Content starts
//! Anti-repetition engine for generated questions.
//!
//! Keeps a bounded history of asked questions and rejects candidates that
//! open the same way, share a structural fingerprint, or reuse a start word
//! too often within the comparison window.

use std::collections::{HashMap, HashSet, VecDeque};

use serde::Serialize;
use tracing::debug;

use crate::config::AntiRepetitionConfig;
use crate::patterns::QuestionCategory;

/// Words replaced by a placeholder when fingerprinting.
const STOPWORDS: &[&str] = &["you", "your", "that", "this", "it", "the", "a", "an"];

const PLACEHOLDER: &str = "xxx";

/// Fingerprint length in words.
const FINGERPRINT_WORDS: usize = 5;

/// Start-word repeats within the window that count as repetitive.
const START_WORD_LIMIT: usize = 2;

/// One asked question as remembered by the engine.
#[derive(Debug, Clone, Serialize)]
pub struct QuestionRecord {
    pub text: String,
    pub fingerprint: String,
    pub start_word: String,
    pub opening: String,
    pub category: Option<QuestionCategory>,
}

impl QuestionRecord {
    fn new(text: &str, category: Option<QuestionCategory>) -> Self {
        Self {
            text: text.to_string(),
            fingerprint: fingerprint(text),
            start_word: start_word(text),
            opening: opening(text),
            category,
        }
    }
}

/// Lowercased first word, or empty for blank text.
pub fn start_word(text: &str) -> String {
    text.split_whitespace()
        .next()
        .map(|w| w.to_lowercase())
        .unwrap_or_default()
}

/// Structural fingerprint: stopwords become a placeholder, non-letters are
/// stripped, words of two letters or fewer are dropped, first five joined by `-`.
pub fn fingerprint(text: &str) -> String {
    text.to_lowercase()
        .split_whitespace()
        .map(|word| {
            let bare: String = word.chars().filter(|c| c.is_alphabetic() || *c == '\'').collect();
            if STOPWORDS.contains(&bare.as_str()) {
                PLACEHOLDER.to_string()
            } else {
                bare.chars().filter(|c| c.is_alphabetic()).collect()
            }
        })
        .filter(|w| w.chars().count() > 2)
        .take(FINGERPRINT_WORDS)
        .collect::<Vec<_>>()
        .join("-")
}

/// Case-folded opening words.
///
/// Normally the first three words. A question of exactly three words is
/// compared on its first two, since the third is its whole payload.
pub fn opening(text: &str) -> String {
    let words: Vec<String> = text
        .split_whitespace()
        .map(|w| {
            w.to_lowercase()
                .trim_matches(|c: char| !c.is_alphanumeric() && c != '\'')
                .to_string()
        })
        .filter(|w| !w.is_empty())
        .collect();

    let take = if words.len() == 3 { 2 } else { 3 };

    words.into_iter().take(take).collect::<Vec<_>>().join(" ")
}

/// Bounded question history with start-word accounting.
#[derive(Debug, Clone)]
pub struct AntiRepetitionEngine {
    history: VecDeque<QuestionRecord>,
    start_word_counts: HashMap<String, usize>,
    total_recorded: usize,
    config: AntiRepetitionConfig,
}

impl Default for AntiRepetitionEngine {
    fn default() -> Self {
        Self::new(AntiRepetitionConfig::default())
    }
}

impl AntiRepetitionEngine {
    /// Create an empty engine.
    pub fn new(config: AntiRepetitionConfig) -> Self {
        Self {
            history: VecDeque::with_capacity(config.history_size),
            start_word_counts: HashMap::new(),
            total_recorded: 0,
            config,
        }
    }

    fn window(&self) -> impl Iterator<Item = &QuestionRecord> {
        let skip = self.history.len().saturating_sub(self.config.compare_window);
        self.history.iter().skip(skip)
    }

    /// True if the candidate repeats a recent question's shape.
    pub fn is_too_similar(&self, question: &str) -> bool {
        let candidate = QuestionRecord::new(question, None);

        let start_repeats = self
            .window()
            .filter(|r| !candidate.start_word.is_empty() && r.start_word == candidate.start_word)
            .count();
        if start_repeats >= START_WORD_LIMIT {
            debug!(start_word = %candidate.start_word, "Rejecting question: start word overused");
            return true;
        }

        if !candidate.fingerprint.is_empty()
            && self.window().any(|r| r.fingerprint == candidate.fingerprint)
        {
            debug!(fingerprint = %candidate.fingerprint, "Rejecting question: same structure");
            return true;
        }

        if !candidate.opening.is_empty() && self.window().any(|r| r.opening == candidate.opening) {
            debug!(opening = %candidate.opening, "Rejecting question: same opening");
            return true;
        }

        false
    }

    /// Remember an asked question, evicting the oldest past capacity.
    pub fn record(&mut self, question: &str, category: Option<QuestionCategory>) {
        let record = QuestionRecord::new(question, category);
        *self
            .start_word_counts
            .entry(record.start_word.clone())
            .or_insert(0) += 1;
        self.history.push_back(record);
        self.total_recorded += 1;

        while self.history.len() > self.config.history_size {
            if let Some(evicted) = self.history.pop_front() {
                if let Some(count) = self.start_word_counts.get_mut(&evicted.start_word) {
                    *count -= 1;
                    if *count == 0 {
                        self.start_word_counts.remove(&evicted.start_word);
                    }
                }
            }
        }
    }

    /// Unique categories over recorded questions, 1.0 when nothing is recorded.
    pub fn diversity_score(&self) -> f64 {
        if self.history.is_empty() {
            return 1.0;
        }
        let unique: HashSet<_> = self.history.iter().filter_map(|r| r.category).collect();
        unique.len() as f64 / self.history.len() as f64
    }

    /// Categories used within the current history, oldest first, deduplicated.
    pub fn used_categories(&self) -> Vec<QuestionCategory> {
        let mut used = Vec::new();
        for category in self.history.iter().filter_map(|r| r.category) {
            if !used.contains(&category) {
                used.push(category);
            }
        }
        used
    }

    /// Start word occurrence counts within the history.
    pub fn start_word_counts(&self) -> &HashMap<String, usize> {
        &self.start_word_counts
    }

    /// Current history, oldest first.
    pub fn history(&self) -> impl Iterator<Item = &QuestionRecord> {
        self.history.iter()
    }

    /// Number of questions currently held.
    pub fn len(&self) -> usize {
        self.history.len()
    }

    /// True if nothing has been recorded since the last reset.
    pub fn is_empty(&self) -> bool {
        self.history.is_empty()
    }

    /// Total questions recorded over the engine's lifetime.
    pub fn total_recorded(&self) -> usize {
        self.total_recorded
    }

    /// Forget everything.
    pub fn reset(&mut self) {
        self.history.clear();
        self.start_word_counts.clear();
        self.total_recorded = 0;
    }
}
Content ends
* Task item: Exactly reproduce all of the entries above.

* Solved exercise:
//! Anti-repetition engine for generated questions.
//!
//! Keeps a bounded history of asked questions and rejects candidates that
//! open the same way, share a structural fingerprint, or reuse a start word
//! too often within the comparison window.

use std::collections::{HashMap, HashSet, VecDeque};

use serde::Serialize;
use tracing::debug;

use crate::config::AntiRepetitionConfig;
use crate::patterns::QuestionCategory;

/// Words replaced by a placeholder when fingerprinting.
const STOPWORDS: &[&str] = &["you", "your", "that", "this", "it", "the", "a", "an"];

const PLACEHOLDER: &str = "xxx";

/// Fingerprint length in words.
const FINGERPRINT_WORDS: usize = 5;

/// Start-word repeats within the window that count as repetitive.
const START_WORD_LIMIT: usize = 2;

/// One asked question as remembered by the engine.
#[derive(Debug, Clone, Serialize)]
pub struct QuestionRecord {
    pub text: String,
    pub fingerprint: String,
    pub start_word: String,
    pub opening: String,
    pub category: Option<QuestionCategory>,
}

impl QuestionRecord {
    fn new(text: &str, category: Option<QuestionCategory>) -> Self {
        Self {
            text: text.to_string(),
            fingerprint: fingerprint(text),
            start_word: start_word(text),
            opening: opening(text),
            category,
        }
    }
}

/// Lowercased first word, or empty for blank text.
pub fn start_word(text: &str) -> String {
    text.split_whitespace()
        .next()
        .map(|w| w.to_lowercase())
        .unwrap_or_default()
}

/// Structural fingerprint: stopwords become a placeholder, non-letters are
/// stripped, words of two letters or fewer are dropped, first five joined by `-`.
pub fn fingerprint(text: &str) -> String {
    text.to_lowercase()
        .split_whitespace()
        .map(|word| {
            let bare: String = word.chars().filter(|c| c.is_alphabetic() || *c == '\'').collect();
            if STOPWORDS.contains(&bare.as_str()) {
                PLACEHOLDER.to_string()
            } else {
                bare.chars().filter(|c| c.is_alphabetic()).collect()
            }
        })
        .filter(|w| w.chars().count() > 2)
        .take(FINGERPRINT_WORDS)
        .collect::<Vec<_>>()
        .join("-")
}

/// Case-folded opening words.
///
/// Normally the first three words. A question of exactly three words is
/// compared on its first two, since the third is its whole payload.
pub fn opening(text: &str) -> String {
    let words: Vec<String> = text
        .split_whitespace()
        .map(|w| {
            w.to_lowercase()
                .trim_matches(|c: char| !c.is_alphanumeric() && c != '\'')
                .to_string()
        })
        .filter(|w| !w.is_empty())
        .collect();

    let take = if words.len() == 3 { 2 } else { 3 };

    words.into_iter().take(take).collect::<Vec<_>>().join(" ")
}

/// Bounded question history with start-word accounting.
#[derive(Debug, Clone)]
pub struct AntiRepetitionEngine {
    history: VecDeque<QuestionRecord>,
    start_word_counts: HashMap<String, usize>,
    total_recorded: usize,
    config: AntiRepetitionConfig,
}

impl Default for AntiRepetitionEngine {
    fn default() -> Self {
        Self::new(AntiRepetitionConfig::default())
    }
}

impl AntiRepetitionEngine {
    /// Create an empty engine.
    pub fn new(config: AntiRepetitionConfig) -> Self {
        Self {
            history: VecDeque::with_capacity(config.history_size),
            start_word_counts: HashMap::new(),
            total_recorded: 0,
            config,
        }
    }

    fn window(&self) -> impl Iterator<Item = &QuestionRecord> {
        let skip = self.history.len().saturating_sub(self.config.compare_window);
        self.history.iter().skip(skip)
    }

    /// True if the candidate repeats a recent question's shape.
    pub fn is_too_similar(&self, question: &str) -> bool {
        let candidate = QuestionRecord::new(question, None);

        let start_repeats = self
            .window()
            .filter(|r| !candidate.start_word.is_empty() && r.start_word == candidate.start_word)
            .count();
        if start_repeats >= START_WORD_LIMIT {
            debug!(start_word = %candidate.start_word, "Rejecting question: start word overused");
            return true;
        }

        if !candidate.fingerprint.is_empty()
            && self.window().any(|r| r.fingerprint == candidate.fingerprint)
        {
            debug!(fingerprint = %candidate.fingerprint, "Rejecting question: same structure");
            return true;
        }

        if !candidate.opening.is_empty() && self.window().any(|r| r.opening == candidate.opening) {
            debug!(opening = %candidate.opening, "Rejecting question: same opening");
            return true;
        }

        false
    }

    /// Remember an asked question, evicting the oldest past capacity.
    pub fn record(&mut self, question: &str, category: Option<QuestionCategory>) {
        let record = QuestionRecord::new(question, category);
        *self
            .start_word_counts
            .entry(record.start_word.clone())
            .or_insert(0) += 1;
        self.history.push_back(record);
        self.total_recorded += 1;

        while self.history.len() > self.config.history_size {
            if let Some(evicted) = self.history.pop_front() {
                if let Some(count) = self.start_word_counts.get_mut(&evicted.start_word) {
                    *count -= 1;
                    if *count == 0 {
                        self.start_word_counts.remove(&evicted.start_word);
                    }
                }
            }
        }
    }

    /// Unique categories over recorded questions, 1.0 when nothing is recorded.
    pub fn diversity_score(&self) -> f64 {
        if self.history.is_empty() {
            return 1.0;
        }
        let unique: HashSet<_> = self.history.iter().filter_map(|r| r.category).collect();
        unique.len() as f64 / self.history.len() as f64
    }

    /// Categories used within the current history, oldest first, deduplicated.
    pub fn used_categories(&self) -> Vec<QuestionCategory> {
        let mut used = Vec::new();
        for category in self.history.iter().filter_map(|r| r.category) {
            if !used.contains(&category) {
                used.push(category);
            }
        }
        used
    }

    /// Start word occurrence counts within the history.
    pub fn start_word_counts(&self) -> &HashMap<String, usize> {
        &self.start_word_counts
    }

    /// Current history, oldest first.
    pub fn history(&self) -> impl Iterator<Item = &QuestionRecord> {
        self.history.iter()
    }

    /// Number of questions currently held.
    pub fn len(&self) -> usize {
        self.history.len()
    }

    /// True if nothing has been recorded since the last reset.
    pub fn is_empty(&self) -> bool {
        self.history.is_empty()
    }

    /// Total questions recorded over the engine's lifetime.
    pub fn total_recorded(&self) -> usize {
        self.total_recorded
    }

    /// Forget everything.
    pub fn reset(&mut self) {
        self.history.clear();
        self.start_word_counts.clear();
        self.total_recorded = 0;
    }
}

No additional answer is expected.